There is a moment in every live show when an artist makes a confession or lets us in on a little secret about early-career stage fright, the awkwardness of making conversation while tuning a guitar, or being a bit rusty on an old song. Iris DeMent admitted to a fear of failure regarding poetry which kept her from songwriting until she was in her mid-20s. We can be thankful she overcame this, as DeMent is one of the most spectacularly gifted songwriters working today.
She opened with “Broad Gold” from her upcoming release The Trackless Woods, a collection of 18 poems by the late Russian poet Anna Akhmatova set to music. It was by chance that DeMent opened a borrowed book of Russian poetry to Akhmatova’s “Like A White Stone.” Unfamiliar with the poet, and not much of a poetry buff herself, the more DeMent read, the more she was moved by the poet’s work.
“I didn’t feel like I was alone anymore,” DeMent states in her bio. “I felt as if somebody walked in the room and said to me, ‘Set that to music.’”
The songs on this new album feature a mesmerizing mix of classical and gospel elements that serve as doorways to the poems, while the project itself grew as a symbolic bridge connecting her with the Russian daughter (now 16 and accompanying DeMent on tour) she and husband Greg Brown adopted in 2004.
At the piano for nearly the entire set, DeMent followed with the title cut from her 2012 album, Sing the Delta, a song written while missing her step-daughter Pieta Brown (the show’s opener) who, at the time, was in Alabama mixing an album.
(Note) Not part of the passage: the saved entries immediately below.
//! Pub/sub execution runtime for chained tools
//!
//! This crate provides the engine that runs a subscription graph: the
//! registry mapping producers to their consumers, the dispatcher that fans
//! every output envelope out to its subscribers, the completion tracker
//! whose return to zero ends the run, and the worker that orchestrates all
//! of it.

mod dispatcher;
mod registry;
mod tracker;
mod worker;

pub use registry::SubscriptionRegistry;
pub use tracker::CompletionTracker;
pub use worker::{RunReport, RunState, SeedPolicy, SinkOutput, Worker, WorkerConfig, WorkerError};
//! # frame-relay: Cross-Frame Protocol for In-Page Accessibility Scanning
//!
//! A page is a tree of execution contexts: the top document and every nested
//! frame, each scheduled independently and reachable only by asynchronous
//! message passing. frame-relay lets one analysis run across that whole tree
//! and report its findings in the top context's coordinates.
//!
//! ## Layers
//!
//! ### 1. Host Capabilities
//! Contexts and elements are ephemeral handles resolved through the host:
//! - Frame tree lookups ([`host`])
//! - Document queries and DOM events ([`dom`])
//! - An in-memory implementation of both ([`page`])
//!
//! ### 2. Messaging
//! - Raw fire-and-forget channel ([`messaging::bus`])
//! - Correlated request/response between two contexts ([`messaging::messenger`])
//! - Ping-checked fan-out to child frames ([`messaging::fanout`])
//!
//! ### 3. Distributed Analyses
//! - Recursive start/stop and result bubbling ([`runner`])
//! - Keyboard navigation analysis ([`tab_stops`])
//! - Per-context wiring ([`scanner`])
//!
//! ### 4. Event Dispatch
//! A background-side hub routing named events to application callbacks, with
//! deferral for events that arrive before their callback ([`dispatch`]).
//!
//! ## Bounding
//!
//! Point-to-point sends never time out on their own. Every bound lives in the
//! layer that needs it and goes through [`timeout::race`]; the durations come
//! from [`config::FrameRelayConfig`]. A timed-out participant is treated as
//! absent and never retried. Batches settle through [`merge::merge_all`], which
//! never short-circuits.
//!
//! ```text
//! top context ── start ──▶ child ── start ──▶ grandchild
//!      ▲                     │                     │
//!      └── result (A > B) ◀──┴── result (B) ◀──────┘
//! ```

pub mod config;
pub mod dispatch;
pub mod dom;
pub mod error;
pub mod host;
pub mod merge;
pub mod messaging;
pub mod page;
pub mod runner;
pub mod scanner;
pub mod tab_stops;
pub mod timeout;

// Re-exports
pub use config::FrameRelayConfig;
pub use error::*;
pub use host::{ContextId, ElementId, FrameElement, FrameHost};
pub use runner::{AllFrameRunner, AllFrameRunnerTarget};
pub use scanner::{FrameScanner, ScanSession};
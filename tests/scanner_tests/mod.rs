mod dispatch_test;
mod fanout_test;
mod keyboard_trap_test;
mod tab_order_test;

use std::sync::Arc;

use frame_relay::{
    page::{DocumentSpec, SimulatedDocument, SimulatedPage},
    tab_stops::TabStopRequirementId,
    ElementId, FrameRelayConfig, ScanSession,
};
use serde_json::Value;

pub fn page_from(spec: Value) -> SimulatedPage {
    let spec: DocumentSpec = serde_json::from_value(spec).expect("valid page spec");
    SimulatedPage::from_spec(&spec)
}

pub fn session_for(spec: Value) -> ScanSession {
    ScanSession::new(page_from(spec), FrameRelayConfig::default()).expect("session attaches")
}

pub fn document(session: &ScanSession, frame_path: &[&str]) -> Arc<SimulatedDocument> {
    let path: Vec<String> = frame_path.iter().map(|s| s.to_string()).collect();
    let context = session.page().resolve(&path).expect("frame path resolves");
    session.page().document(context).expect("context has a document")
}

pub fn element(document: &SimulatedDocument, selector: &str) -> ElementId {
    document
        .element_by_selector(selector)
        .unwrap_or_else(|| panic!("no element {}", selector))
}

/// (requirement, selector path) of every collected finding, in collection order.
pub async fn findings(session: &ScanSession) -> Vec<(TabStopRequirementId, Vec<String>)> {
    session
        .top()
        .expect("top scanner")
        .tab_stop_results()
        .await
        .into_iter()
        .map(|result| (result.requirement_id, result.selector))
        .collect()
}

pub fn path(selectors: &[&str]) -> Vec<String> {
    selectors.iter().map(|s| s.to_string()).collect()
}
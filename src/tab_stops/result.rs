use serde::{Deserialize, Serialize};

#[derive(
    Debug,
    Clone,
    Copy,
    PartialEq,
    Eq,
    Hash,
    PartialOrd,
    Ord,
    Serialize,
    Deserialize,
    strum::Display,
    strum::EnumString,
)]
#[serde(rename_all = "kebab-case")]
#[strum(serialize_all = "kebab-case")]
pub enum TabStopRequirementId {
    KeyboardNavigation,
    KeyboardTraps,
    TabOrder,
}

/// One finding. `selector` is a path of per-document selectors, outermost first.
#[derive(Debug, Clone, PartialEq, Eq, Hash, Serialize, Deserialize)]
pub struct TabStopRequirementResult {
    pub requirement_id: TabStopRequirementId,
    pub description: String,
    pub selector: Vec<String>,
    pub html: String,
}

impl TabStopRequirementResult {
    /// Prepends the selector of the frame element that contains the reporting document.
    pub fn within_frame(mut self, frame_selector: String) -> Self {
        self.selector.insert(0, frame_selector);
        self
    }
}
It was a fitting segue into the emotional core of DeMent’s performance – and career in general — emphasizing the importance of family, spirituality and a sense of place in her songwriting.
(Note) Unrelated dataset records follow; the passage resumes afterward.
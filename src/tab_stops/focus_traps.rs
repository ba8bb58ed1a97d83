//! Keyboard trap detection. A Tab press that leaves focus where it was after a
//! short delay means the element keeps keyboard users stuck.

use std::{sync::Arc, time::Duration};

use tracing::debug;

use crate::{
    dom::Document,
    host::ElementId,
    tab_stops::{evaluator::TabStopsRequirementEvaluator, result::TabStopRequirementResult},
};

pub struct FocusTrapsHandler {
    document: Arc<dyn Document>,
    evaluator: Arc<TabStopsRequirementEvaluator>,
    delay: Duration,
}

impl FocusTrapsHandler {
    pub fn new(document: Arc<dyn Document>, evaluator: Arc<TabStopsRequirementEvaluator>, delay: Duration) -> Self {
        Self {
            document,
            evaluator,
            delay,
        }
    }

    /// The element that held focus when Tab went down. Nothing or the body means
    /// there is nothing to check.
    pub fn focused_before_tab(&self) -> Option<ElementId> {
        let focused = self.document.active_element()?;
        if focused == self.document.body() {
            return None;
        }
        Some(focused)
    }

    pub async fn check_for_trap(&self, focused: ElementId) -> Option<TabStopRequirementResult> {
        tokio::time::sleep(self.delay).await;
        if self.document.active_element() != Some(focused) {
            return None;
        }
        debug!("Focus stayed on {} after Tab", focused);
        Some(self.evaluator.keyboard_trap_result(focused))
    }
}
Songs bounced from the bluesy hymnal quality of “Mama Was Always Tellin’ Her Truth,” the spiritual, heartbreaking balladry of “Before the Colors Fade” to the spirited and lively gospel of “Go On Ahead and Go Home,” all from Sing the Delta. DeMent spoke about her time in Kansas City and the influence of the Reverend Sam Mann – as well as Martin Luther King and Buddhist monk Thich Nhat Hanh – on her 2010 Lifeline album, from which she sang “He Reached Down,” a retelling of the Good Samaritan parable. (It was Mann who officiated at DeMent’s marriage to Brown, and Pieta Brown is his daughter from a previous marriage.)
“Morning Glory” ended the set on an emotional and achingly beautiful note. She switched to guitar for the two-song encore that brought out Pieta, also on guitar, for “Let the Mystery Be,” a favorite from her debut, Infamous Angel, and a touching cover of Greg Brown’s “My Home in the Sky,” closing the night with the crowd on its feet, tears in their eyes.
Pieta Brown’s opening set featured selections from her six albums, focusing on family and childhood memories traveling with her father, and in particular the film Coal Miner’s Daughter, which inspired “Talkin’ to Loretta in My Mind.”
A poet and pianist since the tender age of eight, Brown’s vocals arrive with a natural ease reminiscent of a young Rickie Lee Jones, shadowed by a haunting, meditative lyricism. The most captivating selections were from her newest release, Paradise Outlaw, recorded at Justin Vernon’s (Bon Iver) Wisconsin studio, April Base. Of the album, Brown writes on her website, “We recorded live, in just a few days, with everyone in one big room, and what you hear on the recording is the way the music went down as it was recorded.Growing up around a lot of musicians and artists, I have always felt most at home among them. And that’s how I made this recording—surrounded by friends in an underground midwestern goldmine.”